The kind of inquiry that would contribute most to understanding and evaluating a nomination is the kind Carter would forbid: discussion first, of the nominee's broad judicial philosophy and, second, of her views on particular constitutional issues.

If you’ve been following the news, you know that review’s author was none other than Elena Kagan, the current nominee to the High Court. Cynics will not be surprised to learn that Kagan recently recanted these views. A White House official explained that “the passage of time and her perspective as a nominee had given her a … respect for the difficulty of being a nominee, and the need to answer questions carefully.” Reporters at the briefing laughed.

What we can expect from the Kagan confirmation hearings, and what we’ve seen thus far, is, sadly, what we’ve gotten from almost every confirmation since Bork: not much at all. John Roberts’ hearings, featured in my forthcoming documentary "Advise & Dissent," is a case in point. With his winning smile, Roberts—whose right-wing credentials before and after the hearings are impeccable—parried substantive questions and vowed “judicial modesty,” likening his role to an umpire who would just call the legal balls and strikes. Then-Senator Joe Biden called it a “kabuki dance.” Even conservative activist Manny Miranda, who took us behind the scenes of the campaign to move the Court rightward, declared his frustration with Roberts’ “vanilla” strategy. 

It’s a bipartisan phenomenon. Ginsburg, Souter, Sotomayor, Kennedy … all presented themselves, to the extent their “paper trail” permitted, as some variation on the Vanilla Kabuki Umpire. Clarence Thomas, in a particularly impressive reach, avowed that he had never in his life “personally engaged” in a substantive discussion of Roe v. Wade. 

Make no mistake, this is an across-the-board charade. Judicial modesty is important. But judges bring values and experience onto the bench with them, and those inevitably come into play—especially on the hardest cases. When they were both on the DC Circuit, Ruth Bader Ginsburg and Robert Bork voted the same way about 91% of the time. But those other 9% made all the difference in the world. 
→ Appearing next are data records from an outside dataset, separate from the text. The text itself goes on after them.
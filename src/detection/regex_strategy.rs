//! Regex strategy: applies a configurable named-pattern bank to each
//! non-null sample, emitting one candidate per piiType scaled by match
//! ratio.

use super::Strategy;
use crate::config::PatternBankEntry;
use crate::domain::detection::{DetectionResult, PiiCandidate, StrategyName};
use crate::domain::sample::SampleData;
use crate::domain::schema::Column;
use crate::error::StrategyError;
use async_trait::async_trait;
use regex::Regex;
use std::collections::HashMap;

struct CompiledPattern {
    regex: Regex,
    score: f64,
    pii_type: String,
}

pub struct RegexStrategy {
    patterns: Vec<CompiledPattern>,
}

impl RegexStrategy {
    pub fn new(bank: &HashMap<String, PatternBankEntry>) -> Result<Self, StrategyError> {
        let mut patterns = Vec::with_capacity(bank.len());
        for (name, entry) in bank {
            let regex = Regex::new(&entry.pattern).map_err(|e| StrategyError::Failed {
                strategy: StrategyName::Regex.to_string(),
                column: String::new(),
                message: format!("pattern bank entry '{name}' is not valid regex: {e}"),
            })?;
            patterns.push(CompiledPattern { regex, score: entry.score, pii_type: entry.pii_type.clone() });
        }
        Ok(Self { patterns })
    }
}

#[async_trait]
impl Strategy for RegexStrategy {
    fn name(&self) -> StrategyName {
        StrategyName::Regex
    }

    async fn detect(
        &self,
        column: &Column,
        sample_data: Option<&SampleData>,
    ) -> Result<DetectionResult, StrategyError> {
        let Some(samples) = sample_data else {
            return Ok(DetectionResult::empty(column.id));
        };
        let texts = samples.non_null_text_samples();
        if texts.is_empty() {
            return Ok(DetectionResult::empty(column.id));
        }

        let mut by_type: HashMap<&str, (usize, f64)> = HashMap::new();
        for pattern in &self.patterns {
            let matches = texts.iter().filter(|text| pattern.regex.is_match(text)).count();
            if matches == 0 {
                continue;
            }
            let entry = by_type.entry(pattern.pii_type.as_str()).or_insert((0, pattern.score));
            if matches > entry.0 {
                *entry = (matches, pattern.score);
            }
        }

        let non_null_count = texts.len() as f64;
        let candidates = by_type
            .into_iter()
            .map(|(pii_type, (matches, base_score))| {
                let confidence = (base_score * (matches as f64 / non_null_count)).clamp(0.0, 1.0);
                PiiCandidate::new(
                    column.id,
                    pii_type,
                    confidence,
                    StrategyName::Regex,
                    format!("{matches}/{} samples matched {pii_type} pattern", texts.len()),
                )
            })
            .collect();

        Ok(DetectionResult { column_id: column.id, candidates })
    }
}
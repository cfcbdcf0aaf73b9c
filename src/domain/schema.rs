//! Schema graph: Schema -> Table -> Column, with Relationships stored in a
//! flat arena and referenced by id from both endpoints.
//!
//! This avoids the bidirectional-ownership cycle a naive `Table { imported:
//! Vec<Relationship> }` / `Table { exported: Vec<Relationship> }` design
//! would need: a `Relationship` is created once, pushed into
//! `Schema::relationships`, and each `Table` exposes `imported()`/
//! `exported()` as filtered views over that arena.

use serde::{Deserialize, Serialize};

/// Stable id for a table within one scan's schema graph.
#[derive(Debug, Clone, Copy, PartialEq, Eq, Hash, PartialOrd, Ord, Serialize, Deserialize)]
pub struct TableId(pub u64);

/// Stable id for a column within one scan's schema graph.
#[derive(Debug, Clone, Copy, PartialEq, Eq, Hash, PartialOrd, Ord, Serialize, Deserialize)]
pub struct ColumnId(pub u64);

/// Stable id for a relationship within one scan's schema graph.
#[derive(Debug, Clone, Copy, PartialEq, Eq, Hash, PartialOrd, Ord, Serialize, Deserialize)]
pub struct RelationshipId(pub u64);

#[derive(Debug, Clone, Serialize, Deserialize)]
pub struct Column {
    pub id: ColumnId,
    pub table_id: TableId,
    pub name: String,
    pub jdbc_type: i32,
    pub db_type_name: String,
    pub comments: Option<String>,
    pub size: Option<i64>,
    pub nullable: bool,
    pub primary_key: bool,
}

#[derive(Debug, Clone, Serialize, Deserialize)]
pub struct Table {
    pub id: TableId,
    pub name: String,
    pub remarks: Option<String>,
    pub columns: Vec<ColumnId>,
}

/// Fixed convention: `source` is the PK side, `target` is the FK side.
#[derive(Debug, Clone, Serialize, Deserialize)]
pub struct Relationship {
    pub id: RelationshipId,
    pub source_table: TableId,
    pub source_column: ColumnId,
    pub target_table: TableId,
    pub target_column: ColumnId,
    pub constraint_name: String,
    pub update_rule: Option<String>,
    pub delete_rule: Option<String>,
}

/// A scan's fully-populated schema graph, handed to the orchestrator by the
/// (out-of-scope) metadata extraction collaborator. Unique by
/// `(catalog, name)` within a scan; owned exclusively by the orchestrator
/// for the scan's duration.
#[derive(Debug, Clone, Serialize, Deserialize)]
pub struct Schema {
    pub catalog: Option<String>,
    pub name: String,
    pub database_product_name: String,
    tables: Vec<Table>,
    columns: Vec<Column>,
    relationships: Vec<Relationship>,
}

impl Schema {
    pub fn new(name: impl Into<String>, database_product_name: impl Into<String>) -> Self {
        Self {
            catalog: None,
            name: name.into(),
            database_product_name: database_product_name.into(),
            tables: Vec::new(),
            columns: Vec::new(),
            relationships: Vec::new(),
        }
    }

    pub fn add_table(&mut self, mut table: Table) -> TableId {
        let id = TableId(self.tables.len() as u64);
        table.id = id;
        self.tables.push(table);
        id
    }

    pub fn add_column(&mut self, mut column: Column) -> ColumnId {
        let id = ColumnId(self.columns.len() as u64);
        column.id = id;
        let table_id = column.table_id;
        self.columns.push(column);
        if let Some(table) = self.tables.iter_mut().find(|t| t.id == table_id) {
            table.columns.push(id);
        }
        id
    }

    pub fn add_relationship(&mut self, mut relationship: Relationship) -> RelationshipId {
        let id = RelationshipId(self.relationships.len() as u64);
        relationship.id = id;
        self.relationships.push(relationship);
        id
    }

    pub fn tables(&self) -> &[Table] {
        &self.tables
    }

    pub fn columns(&self) -> &[Column] {
        &self.columns
    }

    pub fn relationships(&self) -> &[Relationship] {
        &self.relationships
    }

    pub fn table(&self, id: TableId) -> Option<&Table> {
        self.tables.get(id.0 as usize)
    }

    pub fn column(&self, id: ColumnId) -> Option<&Column> {
        self.columns.get(id.0 as usize)
    }

    /// Relationships where this table is the PK (source) side.
    pub fn exported(&self, table_id: TableId) -> Vec<&Relationship> {
        self.relationships.iter().filter(|r| r.source_table == table_id).collect()
    }

    /// Relationships where this table is the FK (target) side.
    pub fn imported(&self, table_id: TableId) -> Vec<&Relationship> {
        self.relationships.iter().filter(|r| r.target_table == table_id).collect()
    }

    pub fn columns_of(&self, table_id: TableId) -> Vec<&Column> {
        self.table(table_id)
            .map(|t| t.columns.iter().filter_map(|cid| self.column(*cid)).collect())
            .unwrap_or_default()
    }

    pub fn qualified_column_name(&self, column_id: ColumnId) -> String {
        let column = match self.column(column_id) {
            Some(c) => c,
            None => return format!("<unknown column {:?}>", column_id),
        };
        let table = self.table(column.table_id);
        match table {
            Some(t) => format!("{}.{}", t.name, column.name),
            None => column.name.clone(),
        }
    }
}
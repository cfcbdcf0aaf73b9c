//! Detection Strategies: a closed set of variants implementing one
//! `Strategy` capability, composed into a fixed-order pipeline rather than
//! via inheritance from a shared base class.

pub mod heuristic;
pub mod ner;
pub mod pipeline;
pub mod qi;
pub mod regex_strategy;

pub use heuristic::HeuristicStrategy;
pub use ner::{HttpNerClient, NerStrategy};
pub use pipeline::DetectionPipeline;
pub use qi::QuasiIdentifierStrategy;
pub use regex_strategy::RegexStrategy;

use crate::domain::{Column, DetectionResult};
use crate::domain::detection::StrategyName;
use crate::domain::sample::SampleData;
use crate::error::StrategyError;
use async_trait::async_trait;

/// One detection strategy. `sample_data` is `None` for strategies that only
/// need column metadata (heuristic) and always `Some` for data-driven ones
/// (regex, NER, QI) — callers always pass samples when available; a
/// strategy that doesn't need them simply ignores the argument.
#[async_trait]
pub trait Strategy: Send + Sync {
    fn name(&self) -> StrategyName;

    async fn detect(
        &self,
        column: &Column,
        sample_data: Option<&SampleData>,
    ) -> Result<DetectionResult, StrategyError>;
}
In fact, the Vanilla Kabuki Umpire pose is a near-Orwellian inversion of the truth. Judicial nominees aren’t hiding their views to prove that they can put them aside when they don their robes. They’re concealing them precisely because we all know those views will make a difference in how they dispense justice. With the stakes so high, they just don’t want to open themselves to attack from the other side. 

But the younger Kagan had it right: we need to know. Right now, there are enormous Constitutional issues up in the air. To what extent do corporations have the rights of persons? Where in the world do habeas rights apply, and where don’t they? Can Congress check the President’s Article II executive powers in any meaningful way?  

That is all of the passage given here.